Ciao, io sono una sua parente da parte di suo padre
 

Arun Vajpey

Member
The only thing that I found odd on John Ross' ET bio is the comment that he "presumably drowned in bed". I believe that is based on the fact that Major Peuchen was rebuffed when he tried to alert Ross about the danger. Reportedly, Ross told Peuchen "It'll take more than an iceberg to get me off this ship" and went back to bed and was not seen after that.

One has to assume that Peuchen's warning was in the first hour after the collision, during which time many others were equally unconvinced. Peuchen himself got off the Titanic on Lifeboat #6, launched at 01:10 am and the ship sank at 02:20 am. Ross occupied cabin A-10, which was just around the corner from all the commotion around Lifeboat #4 after it was lowered to A-deck. Is it likely that he would have slept through all that activity?
 

Thomas Krom

Member
I personally believe it is more likely that his two good friends Thompson Beattie and Thomas Francis McCaffry made him aware of the situation. According to Peuchen they moved to A-6 and A-8 to be nearer to their friend since he wasn't feeling too well. We know with certainty that both Beattie and McCaffry were on the boat deck near the final plunge.
 

Arun Vajpey

Member
According to Peuchen they moved to A-6 and A-8 to be nearer to their friend since he wasn't feeling too well.
I know that Ross had dysentry at the start of the trip and had to be helped into his cabin. But was he sick for the next 4 days as well? I checked a few books and there is no report of anyone seeing him in the First Class public rooms but that does not mean he wasn't there.

I would have thought if he was still under the weather on Sunday, his friends would have persuaded him to get into an early lifeboat.

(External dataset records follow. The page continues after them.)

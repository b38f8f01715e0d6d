//! Segment name validation
//!
//! A segment maps 1:1 to a MongoDB collection, so its name has to satisfy the
//! collection naming rules of the server:
//!
//! - empty string is not valid
//! - cannot contain `\0`
//! - the `system.` prefix is reserved
//! - user created collections should not contain `$`
//! - database name + collection name < 100 bytes (the server allows 120)

use thiserror::Error;

/// Reserved collection name prefix
pub const RESERVED_PREFIX: &str = "system.";

/// Upper bound (exclusive) on segment + partition length, in bytes
pub const MAX_NAMESPACE_LENGTH: usize = 100;

/// Reason a segment name was rejected
#[derive(Error, Debug, Clone, Copy, PartialEq, Eq)]
pub enum SegmentNameError {
    #[error("Empty string")]
    Empty,

    #[error("Includes null character")]
    NullCharacter,

    #[error("Begins with \"system.\"")]
    ReservedPrefix,

    #[error("Contains \"$\"")]
    ReservedCharacter,

    #[error("Segment and partition name lengths exceeds 100 characters")]
    TooLong,
}

/// Check `name` against the collection naming rules for `partition`
///
/// Checks run in a fixed order and the first failing rule is reported.
pub fn validate_segment_name(name: &str, partition: &str) -> Result<(), SegmentNameError> {
    if name.is_empty() {
        return Err(SegmentNameError::Empty);
    }

    if name.contains('\0') {
        return Err(SegmentNameError::NullCharacter);
    }

    if name.starts_with(RESERVED_PREFIX) {
        return Err(SegmentNameError::ReservedPrefix);
    }

    if name.contains('$') {
        return Err(SegmentNameError::ReservedCharacter);
    }

    if name.len() + partition.len() >= MAX_NAMESPACE_LENGTH {
        return Err(SegmentNameError::TooLong);
    }

    Ok(())
}
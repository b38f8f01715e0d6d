//! Cache engine contract
//!
//! The operations a host cache framework drives: lifecycle, segment name
//! validation, and get/set/drop by `{segment, id}`.

use crate::adapter::MongoCache;
use crate::error::Result;
use crate::record::{CacheKey, Envelope};
use async_trait::async_trait;
use serde_json::Value;
use std::sync::Arc;

/// Storage engine behind a [`CacheClient`](crate::client::CacheClient)
#[async_trait]
pub trait CacheEngine: Send + Sync {
    async fn start(&self) -> Result<()>;

    async fn stop(&self);

    fn is_ready(&self) -> bool;

    fn validate_segment_name(&self, name: &str) -> Result<()>;

    async fn get(&self, key: &CacheKey) -> Result<Option<Envelope>>;

    /// Store `value` under `key` for `ttl` milliseconds
    async fn set(&self, key: &CacheKey, value: &Value, ttl: u64) -> Result<()>;

    async fn drop(&self, key: &CacheKey) -> Result<()>;
}

#[async_trait]
impl CacheEngine for MongoCache {
    async fn start(&self) -> Result<()> {
        MongoCache::start(self).await
    }

    async fn stop(&self) {
        MongoCache::stop(self).await
    }

    fn is_ready(&self) -> bool {
        MongoCache::is_ready(self)
    }

    fn validate_segment_name(&self, name: &str) -> Result<()> {
        MongoCache::validate_segment_name(self, name)
    }

    async fn get(&self, key: &CacheKey) -> Result<Option<Envelope>> {
        MongoCache::get(self, key).await
    }

    async fn set(&self, key: &CacheKey, value: &Value, ttl: u64) -> Result<()> {
        MongoCache::set(self, key, value, ttl).await
    }

    async fn drop(&self, key: &CacheKey) -> Result<()> {
        MongoCache::drop(self, key).await
    }
}

#[async_trait]
impl<E> CacheEngine for Arc<E>
where
    E: CacheEngine + ?Sized,
{
    async fn start(&self) -> Result<()> {
        (**self).start().await
    }

    async fn stop(&self) {
        (**self).stop().await
    }

    fn is_ready(&self) -> bool {
        (**self).is_ready()
    }

    fn validate_segment_name(&self, name: &str) -> Result<()> {
        (**self).validate_segment_name(name)
    }

    async fn get(&self, key: &CacheKey) -> Result<Option<Envelope>> {
        (**self).get(key).await
    }

    async fn set(&self, key: &CacheKey, value: &Value, ttl: u64) -> Result<()> {
        (**self).set(key, value, ttl).await
    }

    async fn drop(&self, key: &CacheKey) -> Result<()> {
        CacheEngine::drop(&**self, key).await
    }
}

Does anyone know the source of the claim mentioned here on ET about Ross rebuffing Peuchen and getting back to bed after the latter tried to warn him? Peuchen testified at the American Inquiry and while he mentioned that he was acquainted with John Hugo Ross, the testimony did not mention that encounter.


Senator SMITH.
Do you know any other passengers on A deck than those you have named?

Maj. PEUCHEN.
Yes, several.

Senator SMITH.
Who?

Maj. PEUCHEN.
Mr. Hugo Ross.

Senator SMITH.
Give his address, if you can.

Maj. PEUCHEN.
Mr. Hugo Ross, of Winnipeg; Mr. Beatty [Beattie], of Winnipeg; Mr. McCaffrey, of Vancouver.

Senator SMITH.
Do you know whether they survived?

Maj. PEUCHEN.
No, sir; they were all lost, sir. I hardly got back in the grand staircase - I probably waited around there 10 minutes more - when I saw the ladies and gentlemen all coming in off of the deck looking very serious, and I caught up to Mr. Beatty, and I said, "What is the matter?" He said, "Why the order is for lifebelts and boats." I could not believe it at first, it seemed so sudden. I said, "Will you tell Mr. Ross?" He said, "Yes; I will go and see Mr. Ross." I then went to my cabin and changed as quickly as I could from evening dress to heavy clothes. As soon as I got my overcoat on I got my life preserver and I came out of my cabin.


The above statements suggest - like you said - that it was probably Beattie who tried to warn and help Ross; that in turn suggests that the latter had not yet fully recovered. That might have been one of the reasons Ross was reluctant to get out of bed.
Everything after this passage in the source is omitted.